Assigned task => Please reproduce the data below exactly, from the first line through the line containing "by calendar date.", and leave every later line out.

Records for processing =>
-----

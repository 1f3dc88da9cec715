//! Date-indexed price tables and the merge helpers built on them

use anyhow::{Result, anyhow, bail};
use chrono::NaiveDate;
use serde::{Deserialize, Serialize};
use std::collections::BTreeMap;

/// A named series of values keyed by calendar date.
#[derive(Debug, Clone, Default, PartialEq, Serialize, Deserialize)]
pub struct TimeSeries {
    pub name: String,
    points: BTreeMap<NaiveDate, f64>,
}

impl TimeSeries {
    pub fn from_points<I>(name: &str, points: I) -> Self
    where
        I: IntoIterator<Item = (NaiveDate, f64)>,
    {
        Self {
            name: name.to_string(),
            points: points.into_iter().collect(),
        }
    }

    pub fn get(&self, date: &NaiveDate) -> Option<f64> {
        self.points.get(date).copied()
    }

    pub fn len(&self) -> usize {
        self.points.len()
    }

    pub fn is_empty(&self) -> bool {
        self.points.is_empty()
    }

    /// Iterates in chronological order.
    pub fn iter(&self) -> impl Iterator<Item = (NaiveDate, f64)> + '_ {
        self.points.iter().map(|(d, v)| (*d, *v))
    }
}

/// A table of optional values with one row per date.
#[derive(Debug, Clone, Default, PartialEq, Serialize, Deserialize)]
pub struct Table {
    columns: Vec<String>,
    rows: BTreeMap<NaiveDate, Vec<Option<f64>>>,
}

impl Table {
    pub fn new(columns: Vec<String>) -> Self {
        Self {
            columns,
            rows: BTreeMap::new(),
        }
    }

    pub fn columns(&self) -> &[String] {
        &self.columns
    }

    pub fn len(&self) -> usize {
        self.rows.len()
    }

    pub fn is_empty(&self) -> bool {
        self.rows.is_empty()
    }

    pub fn dates(&self) -> impl Iterator<Item = NaiveDate> + '_ {
        self.rows.keys().copied()
    }

    fn column_index(&self, name: &str) -> Option<usize> {
        self.columns.iter().position(|c| c == name)
    }

    /// Inserts or replaces the row for `date`. The row must have one value per column.
    pub fn insert_row(&mut self, date: NaiveDate, values: Vec<Option<f64>>) -> Result<()> {
        let (got, want) = (values.len(), self.columns.len());
        if got != want {
            bail!("Row for {date} has {got} values but the table has {want} columns");
        }
        self.rows.insert(date, values);
        Ok(())
    }

    pub fn value(&self, date: &NaiveDate, column: &str) -> Option<f64> {
        let index = self.column_index(column)?;
        self.rows.get(date).and_then(|row| row[index])
    }

    /// Returns the non-missing values of a column, or `None` if the column does not exist.
    pub fn column(&self, name: &str) -> Option<TimeSeries> {
        let index = self.column_index(name)?;
        let points = self
            .rows
            .iter()
            .filter_map(|(date, row)| row[index].map(|v| (*date, v)));
        Some(TimeSeries::from_points(name, points))
    }

    /// Assigns `series` to column `name` on the dates already in the table.
    /// Dates of `series` outside the table are ignored; table dates missing
    /// from `series` become missing values.
    pub fn assign(&mut self, name: &str, series: &TimeSeries) {
        let index = self.ensure_column(name);
        for (date, row) in self.rows.iter_mut() {
            row[index] = series.get(date);
        }
    }

    /// Adds `series` as column `name`, creating rows for any new dates.
    pub fn join(&mut self, name: &str, series: &TimeSeries) {
        let index = self.ensure_column(name);
        let width = self.columns.len();
        for (date, value) in series.iter() {
            let row = self.rows.entry(date).or_insert_with(|| vec![None; width]);
            row[index] = Some(value);
        }
    }

    /// Applies `f` to every present value of a column.
    pub fn map_column<F>(&mut self, name: &str, f: F) -> Result<()>
    where
        F: Fn(f64) -> f64,
    {
        let index = self
            .column_index(name)
            .ok_or_else(|| anyhow!("Column '{}' not found", name))?;
        for row in self.rows.values_mut() {
            if let Some(v) = row[index] {
                row[index] = Some(f(v));
            }
        }
        Ok(())
    }

    /// Treats exact zeros as missing readings across every column.
    ///
    /// Upstream feeds report days without trades as zero. A genuine price of
    /// zero would be dropped too; revisit if a feed can legitimately report it.
    pub fn mask_zeros(&mut self) {
        for row in self.rows.values_mut() {
            for value in row.iter_mut() {
                if *value == Some(0.0) {
                    *value = None;
                }
            }
        }
    }

    /// Appends column `name` holding the per-row mean of all current columns,
    /// ignoring missing values. Rows with no values get a missing mean.
    pub fn add_row_mean(&mut self, name: &str) {
        let index = self.ensure_column(name);
        for row in self.rows.values_mut() {
            let present: Vec<f64> = row
                .iter()
                .enumerate()
                .filter(|(i, _)| *i != index)
                .filter_map(|(_, v)| *v)
                .collect();
            row[index] = if present.is_empty() {
                None
            } else {
                Some(present.iter().sum::<f64>() / present.len() as f64)
            };
        }
    }

    fn ensure_column(&mut self, name: &str) -> usize {
        if let Some(index) = self.column_index(name) {
            return index;
        }
        self.columns.push(name.to_string());
        for row in self.rows.values_mut() {
            row.push(None);
        }
        self.columns.len() - 1
    }
}

/// Builds a table with column `labels[i]` taken from `tables[i][column]`,
/// outer-joined on date.
pub fn merge_on_column(tables: &[Table], labels: &[String], column: &str) -> Result<Table> {
    let (count, names) = (tables.len(), labels.len());
    if count != names {
        bail!("Cannot merge {count} tables with {names} labels");
    }

    let mut merged = Table::new(Vec::new());
    for (table, label) in tables.iter().zip(labels) {
        let series = table
            .column(column)
            .ok_or_else(|| anyhow!("Column '{}' not found in dataset {}", column, label))?;
        merged.join(label, &series);
    }
    Ok(merged)
}

#[cfg(test)]
mod tests {
    use super::*;

    fn day(d: u32) -> NaiveDate {
        NaiveDate::from_ymd_opt(2020, 1, d).unwrap()
    }

    fn single_column(name: &str, values: &[(u32, f64)]) -> Table {
        let mut table = Table::new(vec![name.to_string()]);
        for (d, v) in values {
            table.insert_row(day(*d), vec![Some(*v)]).unwrap();
        }
        table
    }

    #[test]
    fn test_merge_masks_zeros_before_mean() {
        let a = single_column("Weighted Price", &[(1, 1.0), (2, 0.0), (3, 3.0)]);
        let b = single_column("Weighted Price", &[(1, 2.0), (2, 2.0), (3, 0.0)]);
        let c = single_column("Weighted Price", &[(1, 3.0), (2, 4.0), (3, 5.0)]);
        let labels = vec!["A".to_string(), "B".to_string(), "C".to_string()];

        let mut merged = merge_on_column(&[a, b, c], &labels, "Weighted Price").unwrap();
        merged.mask_zeros();
        merged.add_row_mean("price");

        let mean = merged.column("price").unwrap();
        let values: Vec<f64> = mean.iter().map(|(_, v)| v).collect();
        assert_eq!(values, vec![2.0, 3.0, 4.0]);
        assert_eq!(merged.value(&day(2), "A"), None);
    }

    #[test]
    fn test_merge_is_an_outer_join() {
        let a = single_column("close", &[(1, 10.0), (2, 20.0)]);
        let b = single_column("close", &[(2, 30.0), (3, 40.0)]);
        let labels = vec!["A".to_string(), "B".to_string()];

        let mut merged = merge_on_column(&[a, b], &labels, "close").unwrap();
        assert_eq!(merged.len(), 3);
        assert_eq!(merged.value(&day(1), "B"), None);
        assert_eq!(merged.value(&day(3), "A"), None);

        merged.add_row_mean("mean");
        assert_eq!(merged.value(&day(1), "mean"), Some(10.0));
        assert_eq!(merged.value(&day(2), "mean"), Some(25.0));
        assert_eq!(merged.value(&day(3), "mean"), Some(40.0));
    }

    #[test]
    fn test_row_mean_missing_when_all_sources_zero() {
        let a = single_column("close", &[(1, 0.0)]);
        let b = single_column("close", &[(1, 0.0)]);
        let labels = vec!["A".to_string(), "B".to_string()];

        let mut merged = merge_on_column(&[a, b], &labels, "close").unwrap();
        merged.mask_zeros();
        merged.add_row_mean("mean");
        assert_eq!(merged.value(&day(1), "mean"), None);
        assert!(merged.column("mean").unwrap().is_empty());
    }

    #[test]
    fn test_merge_rejects_missing_column() {
        let a = single_column("close", &[(1, 1.0)]);
        let result = merge_on_column(&[a], &["A".to_string()], "Weighted Price");
        assert!(result.is_err());
        assert_eq!(
            result.unwrap_err().to_string(),
            "Column 'Weighted Price' not found in dataset A"
        );
    }

    #[test]
    fn test_merge_rejects_label_mismatch() {
        let a = single_column("close", &[(1, 1.0)]);
        assert!(merge_on_column(&[a], &[], "close").is_err());
    }

    #[test]
    fn test_assign_aligns_on_existing_dates() {
        let mut table = single_column("rate", &[(1, 0.5), (2, 0.25)]);
        let other = TimeSeries::from_points("x", [(day(2), 8.0), (day(3), 9.0)]);

        table.assign("x", &other);
        assert_eq!(table.len(), 2);
        assert_eq!(table.value(&day(1), "x"), None);
        assert_eq!(table.value(&day(2), "x"), Some(8.0));
    }

    #[test]
    fn test_insert_row_checks_width() {
        let mut table = Table::new(vec!["a".to_string(), "b".to_string()]);
        assert!(table.insert_row(day(1), vec![Some(1.0)]).is_err());
        assert!(table.insert_row(day(1), vec![Some(1.0), None]).is_ok());
    }

    #[test]
    fn test_map_column_skips_missing_values() {
        let mut table = Table::new(vec!["a".to_string()]);
        table.insert_row(day(1), vec![Some(2.0)]).unwrap();
        table.insert_row(day(2), vec![None]).unwrap();

        table.map_column("a", |v| v * 3.0).unwrap();
        assert_eq!(table.value(&day(1), "a"), Some(6.0));
        assert_eq!(table.value(&day(2), "a"), None);
        assert!(table.map_column("missing", |v| v).is_err());
    }
}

-----

Answer to this problem =>
repository 1f3dc88da9cec715
//! Date-indexed price tables and the merge helpers built on them

use anyhow::{Result, anyhow, bail};
use chrono::NaiveDate;
use serde::{Deserialize, Serialize};
use std::collections::BTreeMap;

/// A named series of values keyed by calendar date.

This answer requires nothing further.